Hi All,
I have a problem when indexing documents on Zend Search Lucene index.
Sometimes I get this notice
Notice: iconv() [function.iconv]: Detected an illegal character in input
string in xxx\library\Zend\Search\Lucene\Analysis\Analyzer\Common\Utf8Num.php
on line 77
Notice: iconv() [function.iconv]: Detected an illegal character in input
string inxxx\library\Zend\Search\Lucene\Field.php on line 222
My database charset is UTF8 ( and table fields too ), I use the query "SET
NAMES 'utf8'" before any other and I use the analyzer
Zend_Search_Lucene_Analysis_Analyzer_Common_Utf8Num()
If I have a long text data extracted from my database, and I want to store it
both as UnStored and UnIndexed field ( just to have both example ),
what is the correct way to add it?
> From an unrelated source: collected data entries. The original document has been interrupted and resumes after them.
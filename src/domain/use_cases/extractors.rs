use actix_web::{web, FromRequest, HttpRequest};
use futures_util::future::{ready, Ready};
use uuid::Uuid;

use crate::{entities::token::Claims, errors::AuthError, AppState};

/// Extractor resolving the caller's identity from the bearer credential.
/// Missing and invalid tokens both reject with 401; a token whose subject
/// is not a valid identifier rejects with 400 before any query runs.
/// Usage: add `auth: AuthUser` as a parameter to your handler function.
#[derive(Debug)]
pub struct AuthUser {
    pub user_id: Uuid,
    pub claims: Claims,
}

impl FromRequest for AuthUser {
    type Error = actix_web::Error;
    type Future = Ready<Result<Self, Self::Error>>;

    fn from_request(req: &HttpRequest, _: &mut actix_web::dev::Payload) -> Self::Future {
        ready(resolve_identity(req))
    }
}

fn resolve_identity(req: &HttpRequest) -> Result<AuthUser, actix_web::Error> {
    let state = req.app_data::<web::Data<AppState>>().ok_or_else(|| {
        tracing::error!("AppState missing while resolving identity");
        actix_web::Error::from(AuthError::MissingTokenService)
    })?;

    let token = bearer_token(req).ok_or_else(|| {
        tracing::warn!("Missing or malformed Authorization header");
        actix_web::Error::from(AuthError::MissingCredentials)
    })?;

    let decoded = state
        .user_handler
        .token_service
        .decode_jwt(&token)
        .map_err(|e| {
            tracing::warn!("Token rejected: {}", e);
            actix_web::Error::from(e)
        })?;

    let user_id = Uuid::parse_str(&decoded.claims.sub)
        .map_err(|_| actix_web::Error::from(AuthError::InvalidUserId))?;

    Ok(AuthUser {
        user_id,
        claims: decoded.claims,
    })
}

pub fn bearer_token(req: &HttpRequest) -> Option<String> {
    req.headers()
        .get("Authorization")
        .and_then(|header| header.to_str().ok())
        .and_then(|header| {
            let parts: Vec<&str> = header.split_whitespace().collect();
            if parts.len() == 2 && parts[0].eq_ignore_ascii_case("bearer") {
                Some(parts[1].to_string())
            } else {
                None
            }
        })
}

/// Same-origin credential used by the logout route.
pub fn cookie_token(req: &HttpRequest) -> Option<String> {
    req.cookie("auth_token").map(|c| c.value().to_string())
}

#[cfg(test)]
mod tests {
    use super::*;
    use actix_web::test::TestRequest;

    #[test]
    fn bearer_token_accepts_case_insensitive_scheme() {
        let req = TestRequest::default()
            .insert_header(("Authorization", "bearer abc.def.ghi"))
            .to_http_request();
        assert_eq!(bearer_token(&req).as_deref(), Some("abc.def.ghi"));
    }

    #[test]
    fn bearer_token_rejects_other_schemes_and_shapes() {
        let req = TestRequest::default()
            .insert_header(("Authorization", "Basic dXNlcjpwYXNz"))
            .to_http_request();
        assert!(bearer_token(&req).is_none());

        let req = TestRequest::default()
            .insert_header(("Authorization", "Bearer"))
            .to_http_request();
        assert!(bearer_token(&req).is_none());

        let req = TestRequest::default().to_http_request();
        assert!(bearer_token(&req).is_none());
    }
}
use actix_web::{cookie::Cookie, web, HttpRequest, HttpResponse, Responder};

use crate::entities::user::{NewUserRequest, UpdateUserRequest};
use crate::use_cases::extractors::{cookie_token, AuthUser};
use crate::AppState;

const AUTH_COOKIE: &str = "auth_token";

/// Bootstraps identity from an email: resolves the existing user or
/// creates one, returning a token either way.
pub async fn create_user(
    state: web::Data<AppState>,
    body: web::Json<NewUserRequest>,
) -> impl Responder {
    match state.user_handler.register_user(body.into_inner()).await {
        Ok(registered) => {
            let cookie = Cookie::build(AUTH_COOKIE, registered.token.clone())
                .path("/")
                .http_only(true)
                .finish();
            let body = serde_json::json!({
                "user": registered.user,
                "token": registered.token
            });

            if registered.created {
                HttpResponse::Created().cookie(cookie).json(body)
            } else {
                HttpResponse::Ok().cookie(cookie).json(body)
            }
        }
        Err(e) => e.to_http_response(),
    }
}

pub async fn current_user(state: web::Data<AppState>, auth: AuthUser) -> impl Responder {
    match state.user_handler.current_user(&auth.user_id).await {
        Ok(user) => HttpResponse::Ok().json(user),
        Err(e) => e.to_http_response(),
    }
}

pub async fn update_user(
    state: web::Data<AppState>,
    auth: AuthUser,
    body: web::Json<UpdateUserRequest>,
) -> impl Responder {
    match state
        .user_handler
        .update_profile(&auth.user_id, body.into_inner())
        .await
    {
        Ok(user) => HttpResponse::Ok().json(serde_json::json!({
            "message": "User profile updated successfully",
            "user": user
        })),
        Err(e) => e.to_http_response(),
    }
}

pub async fn all_users(state: web::Data<AppState>) -> impl Responder {
    match state.user_handler.list_users().await {
        Ok(users) => HttpResponse::Ok().json(serde_json::json!({"users": users})),
        Err(e) => e.to_http_response(),
    }
}

/// Clears the session cookie. Verification is best-effort: the cookie is
/// removed whether or not it still decodes.
pub async fn logout(req: HttpRequest, state: web::Data<AppState>) -> impl Responder {
    if let Some(token) = cookie_token(&req) {
        if let Err(e) = state.user_handler.token_service.decode_jwt(&token) {
            tracing::warn!("Logout with an invalid session cookie: {}", e);
        }
    }

    let mut cookie = Cookie::new(AUTH_COOKIE, "");
    cookie.set_path("/");
    cookie.make_removal();

    HttpResponse::Ok()
        .cookie(cookie)
        .json(serde_json::json!({"message": "Logged out successfully"}))
}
Do I have to specify the third parameter as
utf8 ( like in the example) ? Do I have to do any other kind of
encoding/filtering etc?
$this->addField( Zend_Search_Lucene_Field::UnStored( 'contents',
$data['page_contents'], 'utf-8' ) );
$this->addField( Zend_Search_Lucene_Field::UnIndexed( 'abstract',
$data['page_contents'], 'utf-8' ) );
Any help it is very appreciated!
Sergio